Conceptual analysis, then, is the attempt to examine our intuitive concepts and arrive at definitions (in terms of necessary and sufficient conditions) that capture the meaning of those concepts. De Paul & Ramsey (1999) explain:
Anyone familiar with Plato’s dialogues knows how [conceptual analysis] is conducted. We see Socrates encounter someone who claims to have figured out the true essence of some abstract notion… the person puts forward a definition or analysis of the notion in the form of necessary and sufficient conditions that are thought to capture all and only instances of the concept in question. Socrates then refutes his interlocutor’s definition of the concept by pointing out various counterexamples…

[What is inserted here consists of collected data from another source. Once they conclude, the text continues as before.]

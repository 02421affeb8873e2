//! Acceptance checks for a result document.
//!
//! These mirror what the downstream consumer asserts before ingesting a
//! file, and work on raw JSON so that a file produced by any version of the
//! scraper can be checked.

use crate::codec;
use crate::error::DecodeError;
use crate::models::{DATE_FORMAT, SCHEMA_VERSION};
use chrono::{DateTime, NaiveDate, NaiveTime, Utc};
use serde_json::Value;
use std::path::Path;
use thiserror::Error;

const DOCUMENT_TYPES: [&str; 3] = ["speech", "interview", "press_release"];

const SUCCESS_FIELDS: [&str; 11] = [
    "datetime_accessed",
    "language",
    "document_type",
    "document_author",
    "document_date",
    "document_title",
    "document_text",
    "document_html",
    "document_url",
    "document_pdf_encoded",
    "document_tables",
];

#[derive(Debug, Error)]
pub enum ValidationError {
    #[error("cannot read {path}: {source}")]
    Read {
        path: String,
        #[source]
        source: std::io::Error,
    },

    #[error("not valid JSON: {0}")]
    Json(#[from] serde_json::Error),

    #[error("missing key {0:?}")]
    MissingKey(String),

    #[error("schema must be \"v2\", found {0:?}")]
    Schema(String),

    #[error("{field} {value:?} is not a YYYY-MM-DD date")]
    Date { field: String, value: String },

    #[error("query_start_date {0} is not before the current time")]
    StartNotPast(String),

    #[error("successes[{index}]: {message}")]
    Success { index: usize, message: String },

    #[error("successes[{index}]: document_pdf_encoded does not decode: {source}")]
    Pdf {
        index: usize,
        #[source]
        source: DecodeError,
    },
}

/// Check a parsed document against the consumer's contract, using `now` as
/// the current time.
///
/// # Errors
///
/// Returns the first violated rule.
pub fn validate_value(data: &Value, now: DateTime<Utc>) -> Result<(), ValidationError> {
    let metadata = key(data, "metadata")?;
    key(data, "errors")?;
    let successes = key(data, "successes")?;

    let schema = str_key(metadata, "schema")?;
    if schema != SCHEMA_VERSION {
        return Err(ValidationError::Schema(schema.to_string()));
    }

    let start = date_key(metadata, "query_start_date")?;
    if start.and_time(NaiveTime::MIN).and_utc() >= now {
        return Err(ValidationError::StartNotPast(start.to_string()));
    }
    date_key(metadata, "query_end_date")?;

    let successes = successes
        .as_array()
        .ok_or_else(|| ValidationError::MissingKey("successes[]".to_string()))?;
    for (index, success) in successes.iter().enumerate() {
        validate_success(index, success)?;
    }
    Ok(())
}

/// Parse `body` and validate it against the current time.
pub fn validate_str(body: &str) -> Result<(), ValidationError> {
    let data: Value = serde_json::from_str(body)?;
    validate_value(&data, Utc::now())
}

/// Read and validate the file at `path`.
pub fn validate_file(path: impl AsRef<Path>) -> Result<(), ValidationError> {
    let path = path.as_ref();
    let body = std::fs::read_to_string(path).map_err(|source| ValidationError::Read {
        path: path.display().to_string(),
        source,
    })?;
    validate_str(&body)
}

fn validate_success(index: usize, success: &Value) -> Result<(), ValidationError> {
    let fail = |message: String| ValidationError::Success { index, message };

    if let Some(missing) = SUCCESS_FIELDS.iter().find(|f| success.get(**f).is_none()) {
        return Err(fail(format!("missing key {missing:?}")));
    }

    let text = |field: &str| success.get(field).and_then(Value::as_str).unwrap_or_default();

    let language = text("language");
    if language.chars().count() != 2 {
        return Err(fail(format!("language {language:?} is not a 2 letter code")));
    }

    let document_type = text("document_type");
    if !DOCUMENT_TYPES.contains(&document_type) {
        return Err(fail(format!(
            "document_type {document_type:?} must be one of {DOCUMENT_TYPES:?}"
        )));
    }

    let date = text("document_date");
    if NaiveDate::parse_from_str(date, DATE_FORMAT).is_err() {
        return Err(fail(format!("document_date {date:?} is not a YYYY-MM-DD date")));
    }

    for field in ["document_text", "document_url"] {
        if text(field).is_empty() {
            return Err(fail(format!("{field} must not be empty")));
        }
    }

    let encoded = text("document_pdf_encoded");
    if !encoded.is_empty() {
        let pdf = codec::decode(encoded).map_err(|source| ValidationError::Pdf { index, source })?;
        if pdf.is_empty() {
            return Err(fail("document_pdf_encoded decodes to nothing".to_string()));
        }
    }
    Ok(())
}

fn key<'a>(value: &'a Value, name: &str) -> Result<&'a Value, ValidationError> {
    value
        .get(name)
        .ok_or_else(|| ValidationError::MissingKey(name.to_string()))
}

fn str_key<'a>(value: &'a Value, name: &str) -> Result<&'a str, ValidationError> {
    key(value, name)?
        .as_str()
        .ok_or_else(|| ValidationError::MissingKey(name.to_string()))
}

fn date_key(value: &Value, name: &str) -> Result<NaiveDate, ValidationError> {
    let raw = str_key(value, name)?;
    NaiveDate::parse_from_str(raw, DATE_FORMAT).map_err(|_| ValidationError::Date {
        field: name.to_string(),
        value: raw.to_string(),
    })
}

For example, in Book I of the Republic, when Cephalus defines justice in a way that requires the returning of property and total honesty, Socrates responds by pointing out that it would be unjust to return weapons to a person who had gone mad or to tell the whole truth to such a person…. [The] proposed analysis is rejected because it fails to capture our intuitive judgments about the nature of justice.
After a proposed analysis or definition is overturned by an intuitive counterexample, the idea is to revise or replace the analysis with one that is not subject to the counterexample. Counterexamples to the new analysis are sought, the analysis revised if any counterexamples are found, and so on…
The practice continues even today. Consider the conceptual analysis of knowledge. For centuries, knowledge was considered by most to be justified true belief (JTB). If Susan believed X but X wasn’t true, then Susan couldn’t be said to have knowledge of X. Likewise, if X was true but Susan didn’t believe X, then she didn’t have knowledge of X. And if Susan believed X and X was true but Susan had no justification for believing X, then she didn’t really have “knowledge,” she just had an accidentally true belief. But if Susan had justified true belief of X, then she did have knowledge of X.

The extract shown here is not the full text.